Mark, I was telling your father you are not ready to leave…

Michelle speaks in a soft voice

MARK

You guys just want to milk money off my Father! Do you know that’s my inheritance? I am not staying!

Bwana Mkuu stops and looks at Mark in disbelief and disgust

BWANA MKUU

What? What? What the f…! What bloody inheritance are you bloody talking about?

Lunges at Mark who quickly stands and lifts his fists to defend himself. His father stops in shock at his son’s sheer audacity.

BWANA MKUU

Oh, now you want to hit me? Eh-eh!

ELENA MKUU

Baba Mark please. Mark, kaa chini please. Michelle, please please what do we do?

Elena gestures helplessly and tries to implore Makena’s support who just rolls her eyes and turns away

MARK

I have said, and I am going to say this again. I am never ever going to drink or take heroin again. Never. I am done! This is my fucking sixth time in rehab… why can’t you guys take my word for it?

BWANA MKUU

With his arms in the air and yelling


But, but, but that’s what you said the last five times and God know how many more times in between. What’s so different this time that we have to believe you? What are you putting on the table? In fact, just give me a minute.

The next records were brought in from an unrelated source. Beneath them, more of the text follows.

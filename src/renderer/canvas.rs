//! Canvas 2D drawing (WASM only)
//!
//! Frame order: pre-rendered background, clouds, trees, pipes, coins,
//! player. The sky/ground backdrop with its noise texture is expensive
//! to produce, so it is rendered once per resize onto an offscreen
//! canvas and blitted every frame.

use wasm_bindgen::{JsCast, JsValue};
use web_sys::{CanvasRenderingContext2d, HtmlCanvasElement};

use crate::consts::*;
use crate::renderer::sprites::{self, SpriteRect};
use crate::sim::{CloudTint, SessionState};

pub struct CanvasRenderer {
    ctx: CanvasRenderingContext2d,
    backdrop: HtmlCanvasElement,
    width: f64,
    height: f64,
}

fn context_of(canvas: &HtmlCanvasElement) -> Result<CanvasRenderingContext2d, JsValue> {
    let ctx = canvas
        .get_context("2d")?
        .ok_or_else(|| JsValue::from_str("no 2d context"))?
        .dyn_into::<CanvasRenderingContext2d>()?;
    ctx.set_image_smoothing_enabled(false);
    Ok(ctx)
}

fn fill_sprite(ctx: &CanvasRenderingContext2d, pixels: &[SpriteRect]) {
    for rect in pixels {
        ctx.set_fill_style_str(rect.color);
        ctx.fill_rect(rect.x, rect.y, rect.w, rect.h);
    }
}

/// Draw the player sprite at `(x, y)` with the given tilt. Also used
/// by the game-over panel to show the player upright.
pub fn draw_player(
    ctx: &CanvasRenderingContext2d,
    x: f64,
    y: f64,
    rotation_deg: f64,
) -> Result<(), JsValue> {
    ctx.save();
    ctx.translate(x, y)?;
    ctx.rotate(rotation_deg.to_radians())?;
    let scale = PLAYER_WIDTH as f64 / sprites::PLAYER_BASE_SIZE;
    ctx.scale(scale, scale)?;
    ctx.translate(
        -sprites::PLAYER_BASE_SIZE / 2.0,
        -sprites::PLAYER_BASE_SIZE / 2.0,
    )?;
    fill_sprite(ctx, sprites::PLAYER_PIXELS);
    ctx.restore();
    Ok(())
}

impl CanvasRenderer {
    pub fn new(canvas: &HtmlCanvasElement) -> Result<Self, JsValue> {
        let ctx = context_of(canvas)?;
        let document = web_sys::window()
            .and_then(|w| w.document())
            .ok_or_else(|| JsValue::from_str("no document"))?;
        let backdrop = document
            .create_element("canvas")?
            .dyn_into::<HtmlCanvasElement>()?;
        let mut renderer = Self {
            ctx,
            backdrop,
            width: 0.0,
            height: 0.0,
        };
        renderer.resize(canvas.width() as f64, canvas.height() as f64)?;
        Ok(renderer)
    }

    /// Adopt new surface dimensions and re-render the backdrop
    pub fn resize(&mut self, width: f64, height: f64) -> Result<(), JsValue> {
        self.width = width;
        self.height = height;
        self.backdrop.set_width(width as u32);
        self.backdrop.set_height(height as u32);
        let ctx = context_of(&self.backdrop)?;

        // Sky
        let gradient = ctx.create_linear_gradient(0.0, 0.0, 0.0, height);
        gradient.add_color_stop(0.0, sprites::SKY_TOP)?;
        gradient.add_color_stop(1.0, sprites::SKY_BOTTOM)?;
        ctx.set_fill_style_canvas_gradient(&gradient);
        ctx.fill_rect(0.0, 0.0, width, height);

        // Faint sky speckle; purely cosmetic, so plain Math.random is
        // fine here
        for _ in 0..500 {
            let x = (js_sys::Math::random() * width).floor();
            let y = (js_sys::Math::random() * height * 0.8).floor();
            let alpha = js_sys::Math::random() * 0.05;
            ctx.set_fill_style_str(&format!("rgba(255, 255, 255, {alpha})"));
            ctx.fill_rect(x, y, 2.0, 2.0);
        }

        // Ground strip with dark noise and a grass lip
        let ground_y = height - GROUND_HEIGHT as f64;
        ctx.set_fill_style_str(sprites::GROUND);
        ctx.fill_rect(0.0, ground_y, width, GROUND_HEIGHT as f64);
        let mut i = 0.0;
        while i < width {
            let mut j = ground_y;
            while j < height {
                let alpha = js_sys::Math::random() * 0.1;
                ctx.set_fill_style_str(&format!("rgba(0, 0, 0, {alpha})"));
                ctx.fill_rect(i, j, 4.0, 4.0);
                j += 4.0;
            }
            i += 4.0;
        }
        ctx.set_fill_style_str(sprites::GROUND_LIP);
        ctx.fill_rect(0.0, ground_y, width, 5.0);
        Ok(())
    }

    /// Draw one frame of the session
    pub fn render(&self, state: &SessionState) -> Result<(), JsValue> {
        let ctx = &self.ctx;
        ctx.clear_rect(0.0, 0.0, self.width, self.height);
        ctx.draw_image_with_html_canvas_element(&self.backdrop, 0.0, 0.0)?;

        for cloud in &state.clouds {
            let tint = match cloud.tint {
                CloudTint::White => "rgba(255, 255, 255, 0.9)",
                CloudTint::Dark => "rgba(0, 0, 0, 0.1)",
            };
            ctx.set_fill_style_str(tint);
            for (x, y, w, h) in
                sprites::cloud_rects(cloud.pos.x as f64, cloud.pos.y as f64, cloud.size as f64)
            {
                ctx.fill_rect(x, y, w, h);
            }
        }

        for tree in &state.trees {
            let rects =
                sprites::tree_rects(tree.x as f64, tree.size as f64, tree.variant, self.height);
            fill_sprite(ctx, &rects);
        }

        let gap = state.gap_height() as f64;
        for pipe in &state.pipes {
            self.draw_pipe_pair(pipe.x as f64, pipe.top_height as f64, gap);
        }

        for coin in &state.coins {
            self.draw_coin(coin.pos.x as f64, coin.pos.y as f64)?;
        }

        draw_player(
            ctx,
            state.player.pos.x as f64,
            state.player.pos.y as f64,
            state.player.rotation_deg as f64,
        )
    }

    fn draw_coin(&self, x: f64, y: f64) -> Result<(), JsValue> {
        let ctx = &self.ctx;
        ctx.save();
        ctx.translate(x, y)?;
        let scale = COIN_SIZE as f64 / sprites::COIN_BASE_SIZE;
        ctx.scale(scale, scale)?;
        ctx.translate(-sprites::COIN_BASE_SIZE / 2.0, -sprites::COIN_BASE_SIZE / 2.0)?;
        fill_sprite(ctx, sprites::COIN_PIXELS);
        ctx.restore();
        Ok(())
    }

    /// A pipe pair: top segment hanging from the ceiling, bottom
    /// segment standing to the floor, each capped with an overhanging
    /// head around the gap
    fn draw_pipe_pair(&self, x: f64, top_height: f64, gap: f64) {
        let ctx = &self.ctx;
        let w = PIPE_WIDTH as f64;
        let head = PIPE_HEAD_HEIGHT as f64;
        let overhang = PIPE_HEAD_OVERHANG as f64;

        // Top segment
        let top_body = top_height - head;
        ctx.set_fill_style_str(sprites::PIPE_MAIN);
        ctx.fill_rect(x, 0.0, w, top_body);
        ctx.set_fill_style_str(sprites::PIPE_HIGHLIGHT);
        ctx.fill_rect(x + 8.0, 0.0, 16.0, top_body);
        ctx.set_fill_style_str(sprites::PIPE_MAIN);
        ctx.fill_rect(x - overhang, top_body, w + overhang * 2.0, head);
        ctx.set_fill_style_str(sprites::PIPE_HIGHLIGHT);
        ctx.fill_rect(x, top_body, 16.0, head);
        ctx.set_fill_style_str(sprites::PIPE_SHADOW);
        ctx.fill_rect(x - overhang, top_body + head - 8.0, w + overhang * 2.0, 8.0);
        ctx.set_fill_style_str(sprites::PIPE_DARK);
        ctx.fill_rect(x, top_body + 8.0, w, 16.0);
        ctx.set_fill_style_str(sprites::PIPE_BLACK);
        ctx.fill_rect(x + 8.0, top_body + 8.0, w - 16.0, 8.0);

        // Bottom segment
        let bottom_y = top_height + gap;
        let bottom_body = self.height - bottom_y - head;
        ctx.set_fill_style_str(sprites::PIPE_MAIN);
        ctx.fill_rect(x - overhang, bottom_y, w + overhang * 2.0, head);
        ctx.set_fill_style_str(sprites::PIPE_HIGHLIGHT);
        ctx.fill_rect(x, bottom_y, 16.0, head);
        ctx.set_fill_style_str(sprites::PIPE_SHADOW);
        ctx.fill_rect(x - overhang, bottom_y + 8.0, w + overhang * 2.0, 8.0);
        ctx.set_fill_style_str(sprites::PIPE_DARK);
        ctx.fill_rect(x, bottom_y, w, 16.0);
        ctx.set_fill_style_str(sprites::PIPE_BLACK);
        ctx.fill_rect(x + 8.0, bottom_y + 8.0, w - 16.0, 8.0);
        ctx.set_fill_style_str(sprites::PIPE_MAIN);
        ctx.fill_rect(x, bottom_y + head, w, bottom_body);
        ctx.set_fill_style_str(sprites::PIPE_HIGHLIGHT);
        ctx.fill_rect(x + 8.0, bottom_y + head, 16.0, bottom_body);
    }
}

Bwana Mkuu gets out of the room, slamming the door behind him and for a few seconds, the room is silent. He comes back with a large brown envelope and a bottle of Vodka

BWANA MKUU

So, you say you are serious about never drinking again? Ok, let’s see how serious you are!

Hon Mkuu removes wads of One Thousand Shilling notes from the envelope and bangs them on the coffee table in the middle of the room together with a bottle of Vodka. Makena is startled by the ongoing drama and looks up, as she removes the earphones from her ears, for the first time with a wide-eyed baffled gaze.

BWANA MKUU

That [pointing at the cash] is a million bob. And, and, and here is what I am putting on the bloody table against your word. Now, listen to me very very clearly because I will only say this once.

Loosens his tie comes and stands close to Mark who is an inch taller than him.

You say you will never drink again? Here is the truth. I do not believe you. And because I do not believe you one bit I am going to make you an offer I am likely to regret.

Points to the table while staring directly at Mark

This is my offer. You stay here at Laikipia whatchamacallit and complete the remaining ONLY three and a half weeks that Michelle says you need to do. Or you take that million shillings on the table and get out of my life!

Mark moves towards the table

No, no, young man. Wait a minute. I am not done with my offer. You see that bottle…

Bwana Mkuu takes the bottle, opens it and puts it down again and approaches Mark up close to his face and pointing to the bottle on the table...

...You must drink that if you want the million bob. All. Of. It.

ELENA MKUU

Baba Mark, what is this now?

BWANA MKUU

He wants me to take him at his word… there is my offer. You come home after three weeks here or leave now, with a million bob having finished that bottle HERE!

Mark seems confused and does not know what to do

MAKENA

seeming interested in the proceedings for the first time

Please, no. Mark, please don’t do it. Pleeeaaaase.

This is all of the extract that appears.